use std::path::PathBuf;
use std::sync::OnceLock;

use regex::Regex;

/// Default applied when `level-offset-shifting` is absent or invalid.
pub const DEFAULT_LEVEL_OFFSET_SHIFTING: i32 = 1;

/// Attribute-like key/value source with a directive-local key and a
/// document-wide `dynamic-include-<key>` fallback.
pub struct AttributeSource<'a> {
    lookup: &'a dyn Fn(&str) -> Option<String>,
}

impl<'a> AttributeSource<'a> {
    pub fn new(lookup: &'a dyn Fn(&str) -> Option<String>) -> Self {
        Self { lookup }
    }

    /// Plain document-attribute lookup without the fallback key.
    pub fn raw(&self, key: &str) -> Option<String> {
        (self.lookup)(key)
    }

    /// Directive-local value, falling back to the document-wide key.
    pub fn option(&self, key: &str) -> Option<String> {
        (self.lookup)(key).or_else(|| (self.lookup)(&format!("dynamic-include-{key}")))
    }
}

/// Parsed per-call options of one dynamic-include directive.
#[derive(Clone, Debug)]
pub struct IncludeOptions {
    pub order: Vec<String>,
    pub scopes: Vec<String>,
    pub areas: Vec<String>,
    pub suffixes: Vec<String>,
    pub external_xref_as_text: bool,
    pub logfile: Option<PathBuf>,
    pub level_offset_shifting: i32,
    pub display_view_source: bool,
    pub view_source_link_pattern: Option<String>,
    pub view_source_link_text: Option<String>,
    pub id_prefix: String,
    pub id_separator: String,
}

fn colon_list(value: Option<String>) -> Vec<String> {
    value
        .map(|v| {
            v.split(':')
                .filter(|s| !s.is_empty())
                .map(str::to_string)
                .collect()
        })
        .unwrap_or_default()
}

fn level_offset_regex() -> &'static Regex {
    static LEVEL_OFFSET: OnceLock<Regex> = OnceLock::new();
    LEVEL_OFFSET.get_or_init(|| Regex::new(r"^-?\+?[0-9]+$").expect("invalid level-offset regex"))
}

impl IncludeOptions {
    /// Reads all options, emitting an advisory and falling back to the
    /// default when `level-offset-shifting` does not parse.
    pub fn from_attributes(
        attributes: &AttributeSource<'_>,
        logger: &mut dyn FnMut(String),
    ) -> Self {
        let level_offset_shifting = match attributes.option("level-offset-shifting") {
            None => DEFAULT_LEVEL_OFFSET_SHIFTING,
            Some(value) => {
                if level_offset_regex().is_match(&value) {
                    value
                        .replace('+', "")
                        .parse()
                        .unwrap_or(DEFAULT_LEVEL_OFFSET_SHIFTING)
                } else {
                    logger(format!(
                        "Invalid value '{value}' for 'level-offset-shifting', \
                         using '{DEFAULT_LEVEL_OFFSET_SHIFTING}' instead"
                    ));
                    DEFAULT_LEVEL_OFFSET_SHIFTING
                }
            }
        };

        Self {
            order: colon_list(attributes.option("order")),
            scopes: colon_list(attributes.option("scopes")),
            areas: colon_list(attributes.option("areas")),
            suffixes: colon_list(attributes.option("suffixes")),
            external_xref_as_text: attributes.option("external-xref-as-text").is_some(),
            logfile: attributes.option("logfile").map(PathBuf::from),
            level_offset_shifting,
            display_view_source: attributes.option("display-view-source").is_some(),
            view_source_link_pattern: attributes.option("view-source-link-pattern"),
            view_source_link_text: attributes.option("view-source-link-text"),
            id_prefix: attributes.raw("idprefix").unwrap_or_else(|| "_".to_string()),
            id_separator: attributes
                .raw("idseparator")
                .unwrap_or_else(|| "_".to_string()),
        }
    }
}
---
All lines in the listing above that contain "local" should be shown.

/// Attribute-like key/value source with a directive-local key and a
    /// Directive-local value, falling back to the document-wide key.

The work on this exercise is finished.